PROBLEM = Below are entries; count the lines containing the string "weak". The answer is that number alone.

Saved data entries
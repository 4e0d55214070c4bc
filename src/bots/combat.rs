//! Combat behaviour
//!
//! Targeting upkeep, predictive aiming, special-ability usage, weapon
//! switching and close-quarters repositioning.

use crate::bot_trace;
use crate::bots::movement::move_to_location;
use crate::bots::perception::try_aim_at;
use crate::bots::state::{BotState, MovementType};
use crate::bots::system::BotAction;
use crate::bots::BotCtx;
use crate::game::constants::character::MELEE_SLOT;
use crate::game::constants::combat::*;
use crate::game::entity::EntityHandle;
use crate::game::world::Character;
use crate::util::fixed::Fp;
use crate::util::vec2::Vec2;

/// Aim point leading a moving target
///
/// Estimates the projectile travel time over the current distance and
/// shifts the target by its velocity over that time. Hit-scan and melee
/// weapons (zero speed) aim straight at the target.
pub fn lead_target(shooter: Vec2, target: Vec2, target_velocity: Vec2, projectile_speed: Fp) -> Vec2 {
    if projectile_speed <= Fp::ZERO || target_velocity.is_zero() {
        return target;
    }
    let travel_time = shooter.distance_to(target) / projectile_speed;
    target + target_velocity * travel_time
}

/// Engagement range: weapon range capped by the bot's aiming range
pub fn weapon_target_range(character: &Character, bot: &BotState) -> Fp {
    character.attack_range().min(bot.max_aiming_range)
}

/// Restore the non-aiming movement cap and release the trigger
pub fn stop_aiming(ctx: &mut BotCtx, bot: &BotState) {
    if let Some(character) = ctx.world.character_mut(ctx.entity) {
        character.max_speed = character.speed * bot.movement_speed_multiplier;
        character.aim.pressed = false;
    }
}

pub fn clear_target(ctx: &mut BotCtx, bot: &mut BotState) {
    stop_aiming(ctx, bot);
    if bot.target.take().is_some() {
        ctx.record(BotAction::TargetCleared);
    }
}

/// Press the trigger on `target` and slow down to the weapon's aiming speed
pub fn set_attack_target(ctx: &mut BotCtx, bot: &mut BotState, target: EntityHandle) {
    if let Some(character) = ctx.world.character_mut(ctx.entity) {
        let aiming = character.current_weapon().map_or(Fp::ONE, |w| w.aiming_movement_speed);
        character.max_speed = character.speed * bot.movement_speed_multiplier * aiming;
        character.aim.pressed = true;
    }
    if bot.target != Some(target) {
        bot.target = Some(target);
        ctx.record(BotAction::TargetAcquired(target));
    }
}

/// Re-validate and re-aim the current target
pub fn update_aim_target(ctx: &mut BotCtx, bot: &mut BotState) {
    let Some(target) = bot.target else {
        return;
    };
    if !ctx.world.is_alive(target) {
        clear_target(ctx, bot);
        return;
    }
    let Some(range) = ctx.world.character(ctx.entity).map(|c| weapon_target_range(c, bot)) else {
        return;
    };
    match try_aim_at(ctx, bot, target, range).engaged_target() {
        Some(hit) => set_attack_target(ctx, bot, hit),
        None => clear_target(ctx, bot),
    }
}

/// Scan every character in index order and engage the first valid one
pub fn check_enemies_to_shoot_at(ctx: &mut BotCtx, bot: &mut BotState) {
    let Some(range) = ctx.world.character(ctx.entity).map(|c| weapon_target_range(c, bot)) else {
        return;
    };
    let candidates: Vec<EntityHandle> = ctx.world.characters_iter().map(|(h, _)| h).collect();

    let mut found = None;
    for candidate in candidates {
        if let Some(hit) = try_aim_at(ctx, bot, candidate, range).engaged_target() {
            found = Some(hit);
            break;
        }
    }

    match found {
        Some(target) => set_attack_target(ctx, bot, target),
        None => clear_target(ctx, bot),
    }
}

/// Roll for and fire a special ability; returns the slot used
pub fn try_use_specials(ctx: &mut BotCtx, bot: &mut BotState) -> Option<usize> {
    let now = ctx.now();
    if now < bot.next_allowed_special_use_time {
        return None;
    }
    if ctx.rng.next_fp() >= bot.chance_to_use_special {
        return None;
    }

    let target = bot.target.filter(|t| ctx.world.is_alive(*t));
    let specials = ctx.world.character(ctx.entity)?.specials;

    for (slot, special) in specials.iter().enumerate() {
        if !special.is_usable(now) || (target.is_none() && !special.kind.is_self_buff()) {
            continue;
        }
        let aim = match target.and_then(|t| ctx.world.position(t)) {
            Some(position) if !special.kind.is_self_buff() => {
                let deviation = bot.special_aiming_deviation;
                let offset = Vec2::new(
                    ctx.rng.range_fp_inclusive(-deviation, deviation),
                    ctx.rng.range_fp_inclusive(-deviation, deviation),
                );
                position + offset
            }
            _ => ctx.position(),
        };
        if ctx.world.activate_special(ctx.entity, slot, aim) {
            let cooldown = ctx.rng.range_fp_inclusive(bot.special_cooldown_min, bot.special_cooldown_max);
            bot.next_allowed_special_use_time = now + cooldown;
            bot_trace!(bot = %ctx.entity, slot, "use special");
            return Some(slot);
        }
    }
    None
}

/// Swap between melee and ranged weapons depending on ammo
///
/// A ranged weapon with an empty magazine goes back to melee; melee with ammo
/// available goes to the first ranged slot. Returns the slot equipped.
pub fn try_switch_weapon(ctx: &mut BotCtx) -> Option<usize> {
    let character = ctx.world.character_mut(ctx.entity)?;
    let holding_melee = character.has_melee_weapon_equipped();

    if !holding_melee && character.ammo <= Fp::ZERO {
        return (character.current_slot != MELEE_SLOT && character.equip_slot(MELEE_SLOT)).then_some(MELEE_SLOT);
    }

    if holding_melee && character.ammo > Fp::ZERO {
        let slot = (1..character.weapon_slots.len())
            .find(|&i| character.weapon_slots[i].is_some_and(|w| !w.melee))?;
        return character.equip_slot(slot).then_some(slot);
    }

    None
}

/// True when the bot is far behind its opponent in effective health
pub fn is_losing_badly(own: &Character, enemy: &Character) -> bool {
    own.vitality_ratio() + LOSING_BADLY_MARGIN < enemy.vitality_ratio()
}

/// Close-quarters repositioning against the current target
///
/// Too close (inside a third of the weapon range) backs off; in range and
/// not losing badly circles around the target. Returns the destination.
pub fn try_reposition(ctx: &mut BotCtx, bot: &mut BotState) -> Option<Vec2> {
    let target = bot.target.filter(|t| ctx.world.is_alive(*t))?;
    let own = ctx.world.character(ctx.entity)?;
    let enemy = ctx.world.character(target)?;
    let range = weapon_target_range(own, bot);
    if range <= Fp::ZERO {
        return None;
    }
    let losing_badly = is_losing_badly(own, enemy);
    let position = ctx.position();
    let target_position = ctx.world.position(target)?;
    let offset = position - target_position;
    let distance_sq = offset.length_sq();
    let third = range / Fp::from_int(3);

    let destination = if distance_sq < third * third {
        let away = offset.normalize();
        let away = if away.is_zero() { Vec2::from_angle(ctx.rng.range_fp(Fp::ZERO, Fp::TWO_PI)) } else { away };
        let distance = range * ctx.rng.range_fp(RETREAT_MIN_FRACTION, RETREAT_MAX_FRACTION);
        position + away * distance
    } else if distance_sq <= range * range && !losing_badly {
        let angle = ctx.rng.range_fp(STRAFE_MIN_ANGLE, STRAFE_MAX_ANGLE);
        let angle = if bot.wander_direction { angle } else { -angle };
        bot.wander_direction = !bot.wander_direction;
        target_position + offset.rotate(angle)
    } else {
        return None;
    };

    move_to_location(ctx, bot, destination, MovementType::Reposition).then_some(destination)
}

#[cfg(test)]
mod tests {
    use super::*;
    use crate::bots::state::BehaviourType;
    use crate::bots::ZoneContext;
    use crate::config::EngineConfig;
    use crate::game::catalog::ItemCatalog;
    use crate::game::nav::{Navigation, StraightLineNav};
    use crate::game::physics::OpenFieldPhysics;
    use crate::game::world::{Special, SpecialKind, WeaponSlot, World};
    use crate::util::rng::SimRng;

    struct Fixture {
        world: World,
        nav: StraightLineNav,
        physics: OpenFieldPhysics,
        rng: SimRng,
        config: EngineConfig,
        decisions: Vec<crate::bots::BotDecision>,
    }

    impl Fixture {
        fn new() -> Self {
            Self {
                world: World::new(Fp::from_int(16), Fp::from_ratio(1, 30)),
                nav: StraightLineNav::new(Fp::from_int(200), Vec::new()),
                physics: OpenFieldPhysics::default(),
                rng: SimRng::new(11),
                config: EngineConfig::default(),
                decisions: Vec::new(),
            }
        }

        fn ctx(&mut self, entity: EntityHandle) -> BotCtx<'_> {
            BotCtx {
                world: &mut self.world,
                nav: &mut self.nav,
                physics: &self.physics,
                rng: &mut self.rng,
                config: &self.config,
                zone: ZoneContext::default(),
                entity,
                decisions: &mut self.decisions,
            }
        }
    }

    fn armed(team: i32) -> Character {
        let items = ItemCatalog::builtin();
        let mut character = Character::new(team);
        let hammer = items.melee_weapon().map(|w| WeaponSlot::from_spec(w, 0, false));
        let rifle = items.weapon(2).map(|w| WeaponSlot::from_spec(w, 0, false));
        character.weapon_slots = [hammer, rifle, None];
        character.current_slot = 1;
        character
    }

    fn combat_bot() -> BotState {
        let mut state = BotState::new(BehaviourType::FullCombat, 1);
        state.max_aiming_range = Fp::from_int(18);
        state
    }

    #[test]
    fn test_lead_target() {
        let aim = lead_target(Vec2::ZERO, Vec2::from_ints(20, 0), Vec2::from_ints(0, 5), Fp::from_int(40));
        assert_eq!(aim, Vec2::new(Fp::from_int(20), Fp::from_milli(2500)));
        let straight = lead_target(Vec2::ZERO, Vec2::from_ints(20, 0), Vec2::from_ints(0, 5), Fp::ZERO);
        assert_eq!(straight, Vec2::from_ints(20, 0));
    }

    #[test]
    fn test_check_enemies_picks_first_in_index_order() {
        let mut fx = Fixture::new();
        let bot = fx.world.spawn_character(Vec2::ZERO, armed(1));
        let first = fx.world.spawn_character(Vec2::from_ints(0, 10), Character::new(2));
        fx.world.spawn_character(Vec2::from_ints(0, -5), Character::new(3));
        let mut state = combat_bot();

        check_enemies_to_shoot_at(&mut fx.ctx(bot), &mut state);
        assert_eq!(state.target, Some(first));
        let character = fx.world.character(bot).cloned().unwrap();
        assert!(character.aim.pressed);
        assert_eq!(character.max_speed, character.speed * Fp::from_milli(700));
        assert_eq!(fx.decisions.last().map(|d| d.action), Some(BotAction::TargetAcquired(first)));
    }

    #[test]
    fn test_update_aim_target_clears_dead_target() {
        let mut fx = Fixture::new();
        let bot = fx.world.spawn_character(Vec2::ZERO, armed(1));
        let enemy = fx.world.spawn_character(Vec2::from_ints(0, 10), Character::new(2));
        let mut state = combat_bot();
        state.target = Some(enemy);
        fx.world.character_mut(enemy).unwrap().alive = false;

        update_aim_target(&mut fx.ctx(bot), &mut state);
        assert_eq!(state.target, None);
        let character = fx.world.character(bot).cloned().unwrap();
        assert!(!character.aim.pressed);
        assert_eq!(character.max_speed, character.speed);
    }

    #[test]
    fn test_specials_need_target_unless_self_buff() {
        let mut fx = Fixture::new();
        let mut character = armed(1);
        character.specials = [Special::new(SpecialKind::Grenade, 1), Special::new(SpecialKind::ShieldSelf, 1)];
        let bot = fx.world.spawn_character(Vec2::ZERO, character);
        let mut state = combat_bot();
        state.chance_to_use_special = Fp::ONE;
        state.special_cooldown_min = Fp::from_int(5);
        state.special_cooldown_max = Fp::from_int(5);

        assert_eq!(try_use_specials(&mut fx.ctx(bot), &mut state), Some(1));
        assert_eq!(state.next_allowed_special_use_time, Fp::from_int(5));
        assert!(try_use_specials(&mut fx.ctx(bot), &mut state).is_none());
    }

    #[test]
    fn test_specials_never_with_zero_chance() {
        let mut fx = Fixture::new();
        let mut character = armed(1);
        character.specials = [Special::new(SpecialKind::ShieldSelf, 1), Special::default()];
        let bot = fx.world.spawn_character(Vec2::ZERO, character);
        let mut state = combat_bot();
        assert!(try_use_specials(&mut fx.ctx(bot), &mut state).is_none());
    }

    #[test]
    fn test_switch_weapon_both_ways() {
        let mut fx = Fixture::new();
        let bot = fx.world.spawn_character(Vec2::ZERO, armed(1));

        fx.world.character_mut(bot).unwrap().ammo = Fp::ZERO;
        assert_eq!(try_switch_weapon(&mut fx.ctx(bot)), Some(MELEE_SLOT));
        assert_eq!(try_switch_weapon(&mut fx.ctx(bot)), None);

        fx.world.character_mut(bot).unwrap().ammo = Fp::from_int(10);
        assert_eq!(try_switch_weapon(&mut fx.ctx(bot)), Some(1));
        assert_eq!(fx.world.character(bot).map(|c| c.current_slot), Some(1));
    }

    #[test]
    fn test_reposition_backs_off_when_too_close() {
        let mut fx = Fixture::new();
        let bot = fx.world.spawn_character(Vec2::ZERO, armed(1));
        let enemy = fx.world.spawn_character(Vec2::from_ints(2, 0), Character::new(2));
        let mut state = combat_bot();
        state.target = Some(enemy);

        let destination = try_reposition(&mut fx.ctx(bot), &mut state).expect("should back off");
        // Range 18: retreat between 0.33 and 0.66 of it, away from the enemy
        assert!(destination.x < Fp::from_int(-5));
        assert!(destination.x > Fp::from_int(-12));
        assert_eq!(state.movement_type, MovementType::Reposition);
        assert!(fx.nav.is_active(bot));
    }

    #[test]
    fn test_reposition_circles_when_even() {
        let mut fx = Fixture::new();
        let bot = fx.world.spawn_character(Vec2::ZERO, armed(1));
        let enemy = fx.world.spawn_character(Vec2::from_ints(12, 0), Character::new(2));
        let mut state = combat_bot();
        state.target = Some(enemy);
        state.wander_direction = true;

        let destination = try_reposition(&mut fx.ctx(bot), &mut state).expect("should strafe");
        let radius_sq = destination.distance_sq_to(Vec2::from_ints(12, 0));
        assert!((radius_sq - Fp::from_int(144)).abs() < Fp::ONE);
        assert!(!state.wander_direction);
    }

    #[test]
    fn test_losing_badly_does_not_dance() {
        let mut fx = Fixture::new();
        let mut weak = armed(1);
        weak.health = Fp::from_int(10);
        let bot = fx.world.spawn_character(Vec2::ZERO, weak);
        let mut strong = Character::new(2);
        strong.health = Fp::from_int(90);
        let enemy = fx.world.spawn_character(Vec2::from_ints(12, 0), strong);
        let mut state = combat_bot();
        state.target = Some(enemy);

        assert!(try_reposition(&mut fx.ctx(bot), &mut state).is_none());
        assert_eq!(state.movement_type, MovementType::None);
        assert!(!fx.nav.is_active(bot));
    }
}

YOUR RESPONSE = 3